A United Nations panel investigating Eritrea says it has found "very clear patterns" of human rights violations and a total absence of the rule of law in the country.
The chairman of the U.N. commission of inquiry addressed the U.N. Human Rights Council in Geneva on Monday. Mike Smith said under the Eritrean government's rules, national service is universal and indefinite and that "most Eritreans have no hope for their future."
He said the only thing most Eritreans can expect is life in the military or on a civil assignment for wages of less than $2 per day.
The Reuters news agency reports that Eritrean Ambassador Tesfamicael Gerahtu rejected the report, telling the Human Rights Council that it was based on "unreliable, unproven and sensational information."
Rights groups have long accused the government of President Isaias Afwerki of oppressing its people. Afwerki has ruled the country since it won independence from Ethiopia in 1993.

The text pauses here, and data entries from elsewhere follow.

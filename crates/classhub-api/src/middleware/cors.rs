//! CORS layer configuration.

use std::time::Duration;

use axum::http::header::{AUTHORIZATION, CONTENT_TYPE};
use axum::http::{HeaderValue, Method};
use tower_http::cors::{Any, CorsLayer};

use classhub_core::config::CorsConfig;

/// Builds a CORS tower layer from configuration.
pub fn build_cors_layer(config: &CorsConfig) -> CorsLayer {
    let mut layer = CorsLayer::new();

    if config.allowed_origins.iter().any(|o| o == "*") {
        layer = layer.allow_origin(Any);
    } else {
        let origins: Vec<HeaderValue> = config
            .allowed_origins
            .iter()
            .filter_map(|o| o.parse().ok())
            .collect();
        layer = layer.allow_origin(origins);
    }

    let methods: Vec<Method> = config
        .allowed_methods
        .iter()
        .filter_map(|m| m.parse().ok())
        .collect();

    layer
        .allow_methods(methods)
        .allow_headers([AUTHORIZATION, CONTENT_TYPE])
        .max_age(Duration::from_secs(config.max_age_seconds))
}
//! Resource entity model.

use serde::{Deserialize, Serialize};
use sqlx::FromRow;

/// A link attached to a course. `link` is unique store-wide.
#[derive(Debug, Clone, PartialEq, Serialize, Deserialize, FromRow)]
pub struct Resource {
    /// Surrogate key.
    pub id: i64,
    /// Owning course.
    pub course_code: String,
    /// What the link points at.
    pub description: String,
    /// Who published the material.
    pub publishers_name: Option<String>,
    /// Resource category (e.g. `video`, `slides`).
    #[serde(rename = "type")]
    #[sqlx(rename = "type")]
    pub kind: String,
    /// Absolute URI of the material.
    pub link: String,
    /// Community vote count; assigned by the store.
    pub vote: i32,
}

/// Validated input for inserting a resource.
#[derive(Debug, Clone, Serialize, Deserialize)]
pub struct NewResource {
    pub course_code: String,
    pub description: String,
    pub publishers_name: Option<String>,
    pub kind: String,
    pub link: String,
    /// Initial vote count; `None` leaves the store default in place.
    pub vote: Option<i32>,
}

Smith said Eritrean officials are using a murky legal status called "no war, no peace" to disregard international human rights law and curtail basic freedoms, including rights to free expression, movement, association and worship.
He said to enforce the system and silence critics, authorities carry out extra-judicial executions and detain people in harsh conditions that include metal containers in extreme heat and open-air prison yards in punishing cold.
Tens of thousands of Eritreans try to flee the country each year. Eritreans currently make up the second largest group, after Syrians, trying to cross the Mediterranean Sea in order to reach Europe.
The U.N. commission of inquiry has not been granted permission to visit Eritrea. Smith said members based their findings on interviews with about 400 members of the Eritrean diaspora and 140 written submissions.
His address Monday was an interim report, ahead of a final written report the commission will submit to the Human Rights Council in June.
Some information for this report comes from Reuters.